* WHAT TO DO
The line containing "pub fn new(root: impl" marks the end: quote every line from the start of the records below through it, word for word.

* PROVIDED DATA

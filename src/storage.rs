use std::fs::{self, OpenOptions};
use std::io::{ErrorKind, Write};
use std::path::{Path, PathBuf};

use chrono::NaiveDateTime;
use unicode_normalization::UnicodeNormalization;
use unicode_normalization::char::is_combining_mark;

use crate::error::Error;
use crate::model::{GeneratedDocument, PageSize};

const DEFAULT_SUBDIR: &str = "pdfs";
const FALLBACK_STEM: &str = "poster";

/// Where generated posters land and how they are addressed publicly.
#[derive(Clone, Debug)]
pub struct DocumentStore {
    root: PathBuf,
    base_url: String,
    subdir: String,
}

impl DocumentStore {
    pub fn new(root: impl Into<PathBuf>, base_url: impl Into<String>) -> Self {
        Self {
            root: root.into(),
            base_url: base_url.into().trim_end_matches('/').to_string(),
            subdir: DEFAULT_SUBDIR.to_string(),
        }
    }

    pub fn directory(&self) -> PathBuf {
        self.root.join(&self.subdir)
    }

    pub fn store(
        &self,
        title: &str,
        page_size: PageSize,
        bytes: &[u8],
    ) -> Result<GeneratedDocument, Error> {
        self.store_at(title, page_size, bytes, chrono::Local::now().naive_local())
    }

    /// Write `bytes` under a fresh, unique name. The file only appears under
    /// its final name once completely written.
    pub fn store_at(
        &self,
        title: &str,
        page_size: PageSize,
        bytes: &[u8],
        timestamp: NaiveDateTime,
    ) -> Result<GeneratedDocument, Error> {
        let dir = self.directory();
        fs::create_dir_all(&dir)?;

        let stem = format!(
            "{}_{}_{}",
            sanitize_file_name(title),
            page_size.as_str(),
            timestamp.format("%d-%m-%Y_%H-%M-%S"),
        );

        let part = write_part(&dir, &stem, bytes)?;
        let published = publish(&dir, &stem, &part);
        let _ = fs::remove_file(&part);
        let (file_name, path) = published?;

        log::info!("Stored {} ({} bytes)", path.display(), bytes.len());
        Ok(GeneratedDocument {
            url: format!("{}/{}/{}", self.base_url, self.subdir, file_name),
            path,
            file_name,
        })
    }
}

fn numbered(stem: &str, n: u32, ext: &str) -> String {
    if n == 1 {
        format!("{stem}.{ext}")
    } else {
        format!("{stem}-{n}.{ext}")
    }
}

/// Write the whole document under a fresh `.part` name.
fn write_part(dir: &Path, stem: &str, bytes: &[u8]) -> Result<PathBuf, Error> {
    for n in 1u32.. {
        let part = dir.join(numbered(stem, n, "part"));
        let mut f = match OpenOptions::new().write(true).create_new(true).open(&part) {
            Ok(f) => f,
            Err(e) if e.kind() == ErrorKind::AlreadyExists => continue,
            Err(e) => return Err(e.into()),
        };
        let written = f.write_all(bytes).and_then(|_| f.sync_all());
        drop(f);
        if let Err(e) = written {
            let _ = fs::remove_file(&part);
            return Err(e.into());
        }
        return Ok(part);
    }
    Err(Error::Render("no free file name".into()))
}

/// Link the finished file to the first free `{stem}.pdf`, `{stem}-2.pdf`, ...
/// Linking never replaces an existing file, so concurrent exports with the
/// same stem each get their own name.
fn publish(dir: &Path, stem: &str, part: &Path) -> Result<(String, PathBuf), Error> {
    for n in 1u32.. {
        let file_name = numbered(stem, n, "pdf");
        let path = dir.join(&file_name);
        match fs::hard_link(part, &path) {
            Ok(()) => return Ok((file_name, path)),
            Err(e) if e.kind() == ErrorKind::AlreadyExists => continue,
            Err(e) => return Err(e.into()),
        }
    }
    Err(Error::Render("no free file name".into()))
}

/// File-system safe stem: accents stripped, whitespace collapsed to `-`,
/// anything else outside `[A-Za-z0-9_-]` dropped.
pub fn sanitize_file_name(title: &str) -> String {
    let mut out = String::new();
    let mut pending_dash = false;
    for ch in title.nfd().filter(|c| !is_combining_mark(*c)) {
        if ch.is_whitespace() {
            pending_dash = !out.is_empty();
            continue;
        }
        if ch.is_ascii_alphanumeric() || ch == '-' || ch == '_' {
            if pending_dash {
                out.push('-');
                pending_dash = false;
            }
            out.push(ch);
        }
    }
    if out.is_empty() {
        FALLBACK_STEM.to_string()
    } else {
        out
    }
}
use std::path::{Path, PathBuf};

use serde::{Deserialize, Serialize};

use crate::error::Error;
use crate::layout::TemplateText;

pub const ENV_UPLOAD_DIR: &str = "POSTER_STUDIO_UPLOAD_DIR";
pub const ENV_UPLOAD_URL: &str = "POSTER_STUDIO_UPLOAD_URL";
pub const ENV_LOGO: &str = "POSTER_STUDIO_LOGO";
/// Extra font directories, read by the font index at lookup time.
pub const ENV_FONTS: &str = "POSTER_STUDIO_FONTS";

/// Deployment settings. Defaults, then a JSON file, then environment
/// variables; command-line flags are applied last by the binary.
#[derive(Clone, Debug, PartialEq, Serialize, Deserialize)]
#[serde(rename_all = "camelCase", default)]
pub struct StudioConfig {
    pub upload_dir: PathBuf,
    pub upload_url: String,
    /// Organiser logo drawn beside the QR code.
    pub logo_path: Option<PathBuf>,
    /// Directory of `{id}.json` content records.
    pub content_dir: PathBuf,
    pub template: TemplateText,
    pub author: String,
    pub creator: String,
}

impl Default for StudioConfig {
    fn default() -> Self {
        Self {
            upload_dir: PathBuf::from("uploads"),
            upload_url: "/uploads".into(),
            logo_path: None,
            content_dir: PathBuf::from("content"),
            template: TemplateText::default(),
            author: "GEM Malgrat".into(),
            creator: "Poster Studio".into(),
        }
    }
}

impl StudioConfig {
    pub fn from_file(path: &Path) -> Result<StudioConfig, Error> {
        let data = std::fs::read(path)?;
        let config: StudioConfig = serde_json::from_slice(&data)?;
        log::debug!("Loaded config from {}", path.display());
        Ok(config)
    }

    /// Optional file plus environment overrides.
    pub fn load(path: Option<&Path>) -> Result<StudioConfig, Error> {
        let base = match path {
            Some(p) => StudioConfig::from_file(p)?,
            None => StudioConfig::default(),
        };
        Ok(base.with_env_from(|key| std::env::var(key).ok()))
    }

    pub fn with_env_from(mut self, lookup: impl Fn(&str) -> Option<String>) -> Self {
        let set = |key: &str| lookup(key).filter(|v| !v.trim().is_empty());
        if let Some(dir) = set(ENV_UPLOAD_DIR) {
            self.upload_dir = PathBuf::from(dir);
        }
        if let Some(url) = set(ENV_UPLOAD_URL) {
            self.upload_url = url;
        }
        if let Some(logo) = set(ENV_LOGO) {
            self.logo_path = Some(PathBuf::from(logo));
        }
        self
    }
}
impl Coordinator {
    /// Creates an empty overlay.
    #[must_use]
    pub fn new(name: impl Into<String>, settings: MeshSettings) -> Self {
        Self {
            name: name.into(),
            settings,
            keys: KeyMaterialProvider::default(),
            known_keys: HashMap::new(),
            allocator: AddressAllocator::new(),
            hubs: Vec::new(),
            spokes: Vec::new(),
        }
    }

    /// Uses a different key source.
    #[must_use]
    pub fn with_key_provider(mut self, keys: KeyMaterialProvider) -> Self {
        self.keys = keys;
        self
    }

    /// Reuses previously generated key pairs, keyed by hub or spoke name.
    ///
    /// A node found here keeps its key pair instead of getting a fresh one.
    #[must_use]
    pub fn with_known_keys(mut self, keys: impl IntoIterator<Item = (String, KeyPair)>) -> Self {
        self.known_keys.extend(keys);
        self
    }

    /// Uses a pre-seeded allocator, e.g. one with reserved addresses.
    #[must_use]
    pub fn with_allocator(mut self, allocator: AddressAllocator) -> Self {
        self.allocator = allocator;
        self
    }

    /// Overlay name.
    #[must_use]
    pub fn name(&self) -> &str {
        &self.name
    }

    /// Overlay settings.
    #[must_use]
    pub fn settings(&self) -> &MeshSettings {
        &self.settings
    }

    /// Hubs in registration order.
    #[must_use]
    pub fn hubs(&self) -> &[Hub] {
        &self.hubs
    }

    /// Spokes in registration order.
    #[must_use]
    pub fn spokes(&self) -> &[Spoke] {
        &self.spokes
    }

    /// Looks up a hub by name.
    #[must_use]
    pub fn hub(&self, name: &str) -> Option<&Hub> {
        self.hubs.iter().find(|h| h.name() == name)
    }

    /// Key pairs of every registered hub and spoke, by name.
    #[must_use]
    pub fn key_pairs(&self) -> BTreeMap<String, KeyPair> {
        self.hubs
            .iter()
            .map(|h| (h.name().to_string(), h.key_pair().clone()))
            .chain(
                self.spokes
                    .iter()
                    .map(|s| (s.name().to_string(), s.key_pair().clone())),
            )
            .collect()
    }

    fn key_pair_for(&self, name: &str) -> Result<KeyPair> {
        if let Some(known) = self.known_keys.get(name) {
            debug!(mesh = %self.name, node = %name, "reusing known key pair");
            return Ok(known.clone());
        }
        Ok(self.keys.generate()?)
    }

    /// Registers a node as the next hub.
    ///
    /// The hub gets the next hub address, a key pair, forwarding, and
    /// advertises the whole mesh network as routable through it.
    ///
    /// # Errors
    ///
    /// Fails on a duplicate name, an exhausted or colliding address, or a key
    /// generation failure.
    pub fn add_hub(&mut self, node: Arc<Node>) -> Result<&Hub> {
        if self.hub(&node.name).is_some() {
            return Err(MeshError::DuplicateHub(node.name.clone()));
        }

        // Keys first: a failed generation must not use up an address.
        let key_pair = self.key_pair_for(&node.name)?;
        let address = self.allocator.next_hub()?;
        let hub = Hub::new(
            HubId::new(self.hubs.len()),
            node,
            key_pair,
            address,
            self.settings.listen_port,
        );

        info!(
            mesh = %self.name,
            hub = %hub.name(),
            %address,
            public_key = %hub.public_key(),
            "registered hub"
        );

        self.hubs.push(hub);
        Ok(&self.hubs[self.hubs.len() - 1])
    }

    /// Registers a spoke named `spoke-<name>`.
    ///
    /// # Errors
    ///
    /// Fails on an exhausted or colliding address or a key generation failure.
    pub fn add_spoke(&mut self, name: &str) -> Result<&Spoke> {
        let name = format!("spoke-{name}");
        let key_pair = self.key_pair_for(&name)?;
        let address = self.allocator.next_spoke()?;
        let spoke = Spoke::new(name, key_pair, address);

        info!(
            mesh = %self.name,
            spoke = %spoke.name(),
            %address,
            public_key = %spoke.key_pair().public_key(),
            "registered spoke"
        );

        self.spokes.push(spoke);
        Ok(&self.spokes[self.spokes.len() - 1])
    }

    /// Every other hub, then every spoke.
    #[must_use]
    pub fn peers_of_hub(&self, hub: &Hub) -> Vec<PeerDescriptor> {
        self.hubs
            .iter()
            .filter(|other| other.id() != hub.id())
            .map(Hub::as_peer)
            .chain(self.spokes.iter().map(Spoke::as_peer))
            .collect()
    }

    /// The rendered config for `hub`, available once every peer endpoint is.
    #[must_use]
    pub fn hub_config(&self, hub: &Hub) -> Deferred<String> {
        let iface = hub.interface_config();
        let peers = self
            .peers_of_hub(hub)
            .iter()
            .map(PeerDescriptor::deferred)
            .collect::<Vec<_>>();
        Deferred::join_all(format!("{}.peers", hub.name()), peers).try_map(
            format!("{}.config", hub.name()),
            move |peers: Vec<PeerEntry>| render_config(&iface, Some(peers.as_slice())),
        )
    }

    /// Spoke configurations for external installation, one per spoke.
    ///
    /// Waits for every hub endpoint.
    ///
    /// # Errors
    ///
    /// Fails if a hub's host never resolves.
    pub async fn spoke_config(&self) -> Result<Vec<SpokeExport>> {
        let mut hubs = Vec::with_capacity(self.hubs.len());
        for hub in &self.hubs {
            hubs.push(HubPeer {
                address: hub.addresses().to_vec(),
                endpoint: hub.endpoint().resolve().await?,
                key_pair: PublicKeyOnly {
                    public_key: *hub.public_key(),
                },
                allowed_ips: hub.allowed_ips().to_vec(),
            });
        }

        Ok(self
            .spokes
            .iter()
            .map(|spoke| SpokeExport {
                name: spoke.name().to_string(),
                addresses: spoke.addresses().to_vec(),
                key_pair: spoke.key_pair().clone(),
                peers: hubs.clone(),
            })
            .collect())
    }

    /// One provisioning operation per hub, in hub order.
    ///
    /// Nothing runs until the operations are executed; they may run in any
    /// order relative to each other.
    pub fn configure_hubs<E: RemoteExecutor>(
        &self,
        provisioner: &Provisioner<E>,
    ) -> Vec<ProvisionOperation<E>> {
        self.hubs
            .iter()
            .map(|hub| provisioner.apply(hub.node(), self.hub_config(hub)))
            .collect()
    }
}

* TASK ANSWER
filename src/storage.rs
use std::fs::{self, OpenOptions};
use std::io::{ErrorKind, Write};
use std::path::{Path, PathBuf};

use chrono::NaiveDateTime;
use unicode_normalization::UnicodeNormalization;
use unicode_normalization::char::is_combining_mark;

use crate::error::Error;
use crate::model::{GeneratedDocument, PageSize};

const DEFAULT_SUBDIR: &str = "pdfs";
const FALLBACK_STEM: &str = "poster";

/// Where generated posters land and how they are addressed publicly.
#[derive(Clone, Debug)]
pub struct DocumentStore {
    root: PathBuf,
    base_url: String,
    subdir: String,
}

impl DocumentStore {
    pub fn new(root: impl Into<PathBuf>, base_url: impl Into<String>) -> Self {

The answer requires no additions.